→ **TASK TO COMPLETE**
Go through the material below and copy each line where the word "starts" appears.

→ **DATA**

——————————

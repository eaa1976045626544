#![allow(dead_code)]

use posthaste_core::{ParseError, SqlParser, State, StateStack};

/// Installs a fmt subscriber that writes through the test harness.
pub fn init_tracing() {
    let _ = tracing_subscriber::fmt()
        .with_max_level(tracing::Level::TRACE)
        .with_test_writer()
        .try_init();
}

/// Builds the expected stack from its frames, outermost first.
pub fn stack(states: &[State]) -> StateStack {
    states.iter().copied().collect()
}

/// Reads exactly `n` characters, panicking on a parse error or early end.
pub fn read_n(parser: &mut SqlParser<'_>, n: usize) {
    for i in 0..n {
        match parser.read() {
            Ok(true) => {}
            Ok(false) => panic!("input ended after {i} of {n} characters"),
            Err(e) => panic!("read {} failed: {e}", i + 1),
        }
    }
}

/// Parses all of `sql`, panicking on error.
pub fn parse(sql: &str) -> SqlParser<'_> {
    let mut parser = SqlParser::new(sql);
    parser
        .read_to_end()
        .unwrap_or_else(|e| panic!("Failed to parse: {sql}\nError: {e:?}"));
    parser
}

/// Parses all of `sql`, expecting an error.
pub fn parse_err(sql: &str) -> ParseError {
    let mut parser = SqlParser::new(sql);
    match parser.read_to_end() {
        Ok(stack) => panic!("Expected parse error for: {sql}, got stack {stack:?}"),
        Err(e) => e,
    }
}

/// The text committed by each transition, in order.
pub fn committed<'a>(parser: &SqlParser<'a>) -> Vec<&'a str> {
    parser
        .transitions()
        .iter()
        .map(|t| t.span.slice(parser.sql()).expect("span on char boundary"))
        .collect()
}
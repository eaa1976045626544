//! Leading keywords recognized outside of any clause.

use core::fmt;

/// Keywords that open a query type or a section.
#[derive(Debug, Clone, Copy, PartialEq, Eq, Hash)]
pub enum Keyword {
    // Query types
    Select,
    Insert,
    Update,

    // Sections
    From,
}

impl Keyword {
    /// Returns the keyword matching `s` exactly.
    ///
    /// Matching is case-sensitive: `select` is not a keyword here.
    #[must_use]
    pub fn parse(s: &str) -> Option<Self> {
        match s {
            "SELECT" => Some(Self::Select),
            "INSERT" => Some(Self::Insert),
            "UPDATE" => Some(Self::Update),
            "FROM" => Some(Self::From),
            _ => None,
        }
    }

    /// Returns the keyword as written in SQL.
    #[must_use]
    pub const fn as_str(&self) -> &'static str {
        match self {
            Self::Select => "SELECT",
            Self::Insert => "INSERT",
            Self::Update => "UPDATE",
            Self::From => "FROM",
        }
    }
}

impl fmt::Display for Keyword {
    fn fmt(&self, f: &mut fmt::Formatter<'_>) -> fmt::Result {
        f.write_str(self.as_str())
    }
}
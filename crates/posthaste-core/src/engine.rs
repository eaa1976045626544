//! The parser engine.

use tracing::{debug, trace};

use crate::error::{ParseError, Result, StateError};
use crate::reader::LookaheadReader;
use crate::span::Span;
use crate::state::{Decision, State, StateStack, Transition, TransitionKind};

type StateResult<T> = std::result::Result<T, StateError>;

/// A transition the engine applied, with the text it committed.
#[derive(Debug, Clone, Copy, PartialEq, Eq)]
#[cfg_attr(feature = "serde", derive(serde::Serialize, serde::Deserialize))]
pub struct TransitionEvent {
    /// The state that made the decision.
    pub from: State,
    /// The top of the stack after the transition.
    pub to: State,
    /// How the stack was mutated.
    pub kind: TransitionKind,
    /// The buffered text cleared by the transition.
    pub span: Span,
}

/// Incremental SQL parser.
///
/// Each call to [`read`](Self::read) consumes one character, appends it to
/// the buffer and asks the state on top of the stack whether its span is
/// over. Any transition clears the buffer.
#[derive(Debug, Clone)]
pub struct SqlParser<'a> {
    reader: LookaheadReader<'a>,
    stack: StateStack,
    /// Characters read since the last transition.
    buffer: String,
    /// Byte offset where `buffer` starts.
    buffer_start: usize,
    lookahead: Option<char>,
    transitions: Vec<TransitionEvent>,
    /// Set once a decision fails; the parse cannot continue.
    error: Option<ParseError>,
}

impl<'a> SqlParser<'a> {
    /// Creates a parser positioned before the first character of `sql`,
    /// outside of any clause.
    #[must_use]
    pub fn new(sql: &'a str) -> Self {
        Self::with_stack(sql, StateStack::new())
    }

    /// Creates a parser that starts inside the contexts in `stack`.
    #[must_use]
    pub fn with_stack(sql: &'a str, stack: StateStack) -> Self {
        Self {
            reader: LookaheadReader::new(sql),
            stack,
            buffer: String::new(),
            buffer_start: 0,
            lookahead: None,
            transitions: Vec::new(),
            error: None,
        }
    }

    /// Reads the next character and moves to the next state if the current
    /// one has ended.
    ///
    /// Returns `Ok(false)` without changing anything once the input is
    /// exhausted.
    ///
    /// # Errors
    ///
    /// Returns a [`ParseError`] if the current state cannot accept the input.
    /// The parse is then over: every later call returns the same error.
    pub fn read(&mut self) -> Result<bool> {
        if let Some(err) = &self.error {
            return Err(err.clone());
        }
        let Some(c) = self.reader.peek() else {
            return Ok(false);
        };
        self.buffer.push(c);
        self.lookahead = self.reader.peek_next();
        self.reader.read();
        trace!(
            cursor = self.reader.cursor(),
            char = ?c,
            lookahead = ?self.lookahead,
            "read"
        );

        let current = self.stack.top();
        let outcome = current.decide(&self.buffer, self.lookahead);
        self.settle(current, outcome)?;
        Ok(true)
    }

    /// Reads up to `n` characters.
    ///
    /// Returns `Ok(true)` if at least one character was read.
    ///
    /// # Errors
    ///
    /// Stops at the first [`ParseError`] and returns it.
    pub fn read_n(&mut self, n: usize) -> Result<bool> {
        let mut any = false;
        for _ in 0..n {
            any |= self.read()?;
        }
        Ok(any)
    }

    /// Reads until the end of input and returns the final stack.
    ///
    /// # Errors
    ///
    /// Stops at the first [`ParseError`] and returns it.
    pub fn read_to_end(&mut self) -> Result<&StateStack> {
        while self.read()? {}
        Ok(&self.stack)
    }

    /// Applies the decision `current` made on the buffer. A failed decision
    /// poisons the parser.
    fn settle(&mut self, current: State, outcome: StateResult<Decision>) -> Result<()> {
        let decision = match outcome {
            Ok(decision) => decision,
            Err(source) => {
                let err = ParseError::at(source, self.buffer_span(), self.reader.cursor());
                debug!(state = %current, error = %err, "state decision failed");
                self.error = Some(err.clone());
                return Err(err);
            }
        };

        let transition = match decision {
            Decision::Undecided => return Ok(()),
            Decision::Transition(transition) => transition,
            // Replace the completed state with whatever was active before it.
            Decision::Complete => Transition::replace(self.stack.previous(0)),
        };
        self.stack.apply(transition);
        self.commit(current, transition.kind);
        Ok(())
    }

    fn commit(&mut self, from: State, kind: TransitionKind) {
        let event = TransitionEvent {
            from,
            to: self.stack.top(),
            kind,
            span: self.buffer_span(),
        };
        debug!(
            from = %event.from,
            to = %event.to,
            kind = ?event.kind,
            start = event.span.start,
            end = event.span.end,
            "state transition"
        );
        self.transitions.push(event);
        self.buffer.clear();
        self.buffer_start = self.reader.position();
    }

    fn buffer_span(&self) -> Span {
        Span::new(self.buffer_start, self.reader.position())
    }

    /// Returns true once every character has been read.
    #[must_use]
    pub const fn is_at_end(&self) -> bool {
        self.reader.is_at_end()
    }

    /// Characters read since the last transition.
    #[must_use]
    pub fn buffer(&self) -> &str {
        &self.buffer
    }

    /// Number of characters read.
    #[must_use]
    pub const fn cursor(&self) -> usize {
        self.reader.cursor()
    }

    /// The character after the last one read, as seen by the last decision.
    #[must_use]
    pub const fn lookahead(&self) -> Option<char> {
        self.lookahead
    }

    /// The state on top of the stack.
    #[must_use]
    pub fn current_state(&self) -> State {
        self.stack.top()
    }

    /// The state one level below the top.
    #[must_use]
    pub fn previous_state(&self) -> State {
        self.stack.previous(0)
    }

    /// The stack of active states.
    #[must_use]
    pub const fn state_stack(&self) -> &StateStack {
        &self.stack
    }

    /// Every transition applied so far, oldest first.
    #[must_use]
    pub fn transitions(&self) -> &[TransitionEvent] {
        &self.transitions
    }

    /// The most recent transition.
    #[must_use]
    pub fn last_transition(&self) -> Option<&TransitionEvent> {
        self.transitions.last()
    }

    /// The SQL being parsed.
    #[must_use]
    pub const fn sql(&self) -> &'a str {
        self.reader.source()
    }
}
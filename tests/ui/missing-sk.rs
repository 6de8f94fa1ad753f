use dynawrap::Record;

#[derive(Debug, Record)]
#[dynawrap(pk = "USER#{username}")]
struct Profile {
    username: String,
}

fn main() {}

——————————

→ **TASK RESPONSE**
    /// Byte offset where `buffer` starts.
    /// Creates a parser that starts inside the contexts in `stack`.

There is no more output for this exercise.